Description
Is your feature request related to a problem or challenge?
The TABLESAMPLE statement is used to sample the table.
Different DBs have different sample implementations.
Spark:
https://spark.apache.org/docs/latest/sql-ref-syntax-qry-select-sampling.html
example with replacement, poisson sample.
https://spark.apache.org/docs/latest/api/python/reference/pyspark.sql/api/pyspark.sql.DataFrame.sample.html
it implements
- Sample the table down to the given number of rows.
- Sample the table down to the given percentage.
a. poisson sample, (only in dataframe api)
b. bernoulli sample.
Spark introduced a Sample logical plan, and many other dataframe apis are also based on this logical plan. e.g.
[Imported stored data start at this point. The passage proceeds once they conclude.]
use atomic_odm::{Config, Document, InMemoryStore, ReadPreference, Session, Target, TargetOverride};

use crate::support::{session, Artist, Band};

#[test]
fn derive_declares_model_defaults() {
    assert_eq!(Artist::COLLECTION, "artists");
    assert_eq!(Artist::storage_options(), TargetOverride::new().database("music"));
    assert_eq!(Band::COLLECTION, "bands");
    assert_eq!(
        Band::storage_options(),
        TargetOverride::new().database("music").client("default")
    );
}

#[test]
fn layers_resolve_field_by_field() {
    let mut session = session();
    session.override_database("temp");

    let target = session
        .with_target::<Artist, _, atomic_odm::OdmError, _>(
            TargetOverride::new().collection("artists"),
            |session, scoped| {
                assert_eq!(scoped.target()?.database, "temp");
                Ok(session.resolve_model_target::<Artist>())
            },
        )
        .unwrap();

    assert_eq!(target, Target::new("default", "temp", "artists"));
}

#[test]
fn model_default_then_configured_default() {
    let config = Config::new()
        .default_client("primary")
        .default_database("catalog")
        .read_preference(ReadPreference::SecondaryPreferred);
    let session = Session::with_config(InMemoryStore::new().with_client("primary"), config);

    let artist = session.resolve_model_target::<Artist>();
    assert_eq!(artist.to_string(), "primary/music.artists");
    assert_eq!(artist.read_preference, ReadPreference::SecondaryPreferred);

    let band = session.resolve_model_target::<Band>();
    assert_eq!(band.to_string(), "default/music.bands");
}

#[test]
fn session_override_is_per_session() {
    let store = InMemoryStore::new();
    let mut first = Session::new(store.clone());
    let second = Session::new(store);

    first.set_override(TargetOverride::new().database("temp"));
    assert_eq!(first.resolve_model_target::<Artist>().database, "temp");
    assert_eq!(second.resolve_model_target::<Artist>().database, "music");
}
https://spark.apache.org/docs/latest/api/python/reference/pyspark.sql/api/pyspark.sql.DataFrame.randomSplit.html
Hive:
https://cwiki.apache.org/confluence/display/hive/languagemanual+sampling
- Sample the table down to the given number of rows.
- Sample the table down to the given percentage. (bernoulli)
- Sample on column, it's useful for clustered table.
Clickhouse:
https://clickhouse.com/docs/sql-reference/statements/select/sample
- Sample the table down to the given number of rows.
- Sample the table down to the given percentage.
- Sample with offset.
Postgres:
https://wiki.postgresql.org/wiki/TABLESAMPLE_Implementation
- BERNOULLI sample.
- SYSTEM
Describe the solution you'd like
Add a Sample logical plan.
Describe alternatives you've considered
I have considered resusing current logical plan, e.g. Filter. But it seems that it's hard to implement poisson sample with current logical plan.
in spark, real_seed = input_seed + partition_id. then different partitions have different sample results. it makes sense to me. it's also hard to implement with current logical plan.
Additional context
No response